Além destas questões, os próprios familiares, quando não autorizam a produção, podem sentir que a tragédia está sendo dissecada, o que os obriga a reviver momentos traumáticos do passado. Parentes das vítimas da Boate Kiss exemplificam bem isso: parte deles queria processar a Netflix por não solicitar desenvolver a série lançada em janeiro deste ano.
O inegável interesse do público pela temática também traz questões sobre ser ético ou não lucrar com mortes, estupros e outros crimes. O true crime alcança uma grande quantidade de pessoas e, como consequência, gera dinheiro para quem o produz, outro fator que torna o consentimento da família necessário.
Mas por que as pessoas se interessam tanto por crimes reais?
O documentário sobre o assassinato de Daniella Perez é a série mais assistida da história da HBO MAX. Dahmer, da Netflix, teve 196,2 milhões de horas vistas em sua primeira semana e se tornou a série mais consumida do streaming em pelo menos 60 países. Os dados levantam a questão: por que gostamos tanto de true crime?

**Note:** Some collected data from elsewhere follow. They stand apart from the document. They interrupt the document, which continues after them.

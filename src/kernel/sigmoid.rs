//! Sigmoid kernel implementation
//!
//! K(x, y) = S(v * <x, y> - c), where S(t) = 1 / (1 + e^(-t)) is the logistic
//! function.
//!
//! Unlike the linear, polynomial and Gaussian kernels, the sigmoid kernel is not
//! positive semi-definite for every choice of `v` and `c`, so the dual problem
//! may lose strict convexity. The solver copes with this (the `eta <= 0`
//! branch of the pair update), but the resulting classifier is only as good as
//! the parameter choice.

use crate::kernel::linear::dot_product;
use crate::kernel::{Kernel, KernelType};

/// Default slope `v`
pub const DEFAULT_SIGMOID_V: f64 = 1.0;
/// Default offset `c`
pub const DEFAULT_SIGMOID_C: f64 = 0.0;

/// Logistic sigmoid kernel
#[derive(Debug, Clone, PartialEq)]
pub struct SigmoidKernel {
    /// Slope applied to the dot product
    pub v: f64,
    /// Offset subtracted after scaling
    pub c: f64,
}

impl SigmoidKernel {
    /// Creates a new sigmoid kernel
    ///
    /// # Examples
    /// ```
    /// use smo_svm::kernel::{Kernel, SigmoidKernel};
    ///
    /// let kernel = SigmoidKernel::new(1.0, 0.0);
    /// // Orthogonal points sit in the middle of the logistic curve
    /// assert_eq!(kernel.compute(&[1.0, 0.0], &[0.0, 1.0]), 0.5);
    /// ```
    pub fn new(v: f64, c: f64) -> Self {
        assert!(
            v.is_finite() && c.is_finite(),
            "Sigmoid parameters must be finite"
        );
        Self { v, c }
    }
}

impl Default for SigmoidKernel {
    fn default() -> Self {
        Self::new(DEFAULT_SIGMOID_V, DEFAULT_SIGMOID_C)
    }
}

impl Kernel for SigmoidKernel {
    fn compute(&self, x: &[f64], y: &[f64]) -> f64 {
        let t = self.v * dot_product(x, y) - self.c;
        1.0 / (1.0 + (-t).exp())
    }

    fn descriptor(&self) -> Option<KernelType> {
        Some(KernelType::Sigmoid {
            v: self.v,
            c: self.c,
        })
    }
}

#[cfg(test)]
mod tests {
    use super::*;
    use approx::assert_relative_eq;

    #[test]
    fn test_sigmoid_defaults() {
        let kernel = SigmoidKernel::default();
        assert_eq!(kernel.v, 1.0);
        assert_eq!(kernel.c, 0.0);
    }

    #[test]
    fn test_sigmoid_known_values() {
        let kernel = SigmoidKernel::new(2.0, 1.0);
        // t = 2 * 1 - 1 = 1
        let expected = 1.0 / (1.0 + (-1.0_f64).exp());
        assert_relative_eq!(kernel.compute(&[1.0], &[1.0]), expected, epsilon = 1e-12);
    }

    #[test]
    fn test_sigmoid_bounded() {
        let kernel = SigmoidKernel::new(10.0, 0.0);
        let high = kernel.compute(&[100.0], &[100.0]);
        let low = kernel.compute(&[100.0], &[-100.0]);
        assert!(high <= 1.0 && high > 0.99);
        assert!(low >= 0.0 && low < 0.01);
    }

    #[test]
    fn test_sigmoid_symmetry() {
        let kernel = SigmoidKernel::new(0.3, -0.2);
        let x = [0.5, 1.5];
        let y = [-1.0, 2.0];
        assert_eq!(kernel.compute(&x, &y), kernel.compute(&y, &x));
    }

    #[test]
    #[should_panic(expected = "Sigmoid parameters must be finite")]
    fn test_sigmoid_non_finite_panics() {
        SigmoidKernel::new(f64::NAN, 0.0);
    }
}
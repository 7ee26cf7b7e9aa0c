//! Gaussian (RBF) kernel implementation
//!
//! The Gaussian kernel is defined as: K(x, y) = exp(-γ * ||x - y||²)
//! where γ (gamma) controls the kernel width. No normalizing constant is applied,
//! so K(x, x) = 1 for every x.

use crate::kernel::linear::squared_distance;
use crate::kernel::{Kernel, KernelType};

/// Default width parameter
pub const DEFAULT_GAUSSIAN_GAMMA: f64 = 0.5;

/// Gaussian kernel: K(x, y) = exp(-γ * ||x - y||²)
///
/// The gamma parameter controls the "reach" of each training example:
/// - High gamma: close points have high influence (potential overfitting)
/// - Low gamma: distant points have influence (potential underfitting)
#[derive(Debug, Clone, Copy, PartialEq)]
pub struct GaussianKernel {
    pub(crate) gamma: f64,
}

impl GaussianKernel {
    /// Create a new Gaussian kernel with specified gamma parameter
    ///
    /// # Panics
    /// Panics if gamma is not positive
    pub fn new(gamma: f64) -> Self {
        assert!(gamma > 0.0, "Gamma must be positive, got: {}", gamma);
        Self { gamma }
    }

    /// Create a Gaussian kernel with gamma = 1.0 / n_features
    pub fn with_auto_gamma(n_features: usize) -> Self {
        assert!(n_features > 0, "Number of features must be positive");
        Self::new(1.0 / n_features as f64)
    }

    /// Get the gamma parameter
    pub fn gamma(&self) -> f64 {
        self.gamma
    }
}

impl Default for GaussianKernel {
    fn default() -> Self {
        Self::new(DEFAULT_GAUSSIAN_GAMMA)
    }
}

impl Kernel for GaussianKernel {
    fn compute(&self, x: &[f64], y: &[f64]) -> f64 {
        (-self.gamma * squared_distance(x, y)).exp()
    }

    fn descriptor(&self) -> Option<KernelType> {
        Some(KernelType::Gaussian { gamma: self.gamma })
    }
}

O interesse do ser humano por crimes e violência existe desde a antiguidade, quando as pessoas se reuniam em praça pública, por exemplo, para ver a punição de criminoso. Mas, para além da curiosidade, existe a sensação de alívio que o espectador tem ao consumir esse tipo de conteúdo.
“A ideia de que podemos pegar quem cometeu o crime ou nos proteger caso alguém parecido cruze o nosso caminho nos alivia. Além da pessoa que se imagina fazendo tal ato, mas não tem coragem de colocar a vontade em prática, ficar satisfeita em apenas assistir.” Ter acesso aos acontecimentos em um espaço seguro é mais uma causa desse sentimento.
O termo “sublimação”, de Freud, segundo a especialista, também se relaciona com o interesse das pessoas. Ele pode ser definido como como colocar os desejos mais intrínsecos para fora, de uma maneira aceitável na sociedade. Nesse caso, seria consumir conteúdos sobre crime.
“Elizabeth Roudinesco diz que todos nós temos um lado perverso que não pode ser exposto a todos. Ao acessar este tipo de conteúdo, torcemos para que a vítima se livre, mas também há um fascínio por quem cometeu o crime, seja pela inteligência ou pela transgressão ao cometer atos inimagináveis”, completa a escritora.
Devo parar de consumir true crime?
Assim como o true crime possui problemas, também tem pontos positivos para a sociedade, como a própria função de alertar as pessoas sobre os crimes. Isso significa que não necessariamente você deva abolir eles da sua vida. Algumas pessoas se dão melhor com ele do que outras, como lembra a especialista, basta entender a qual desses grupos você pertence.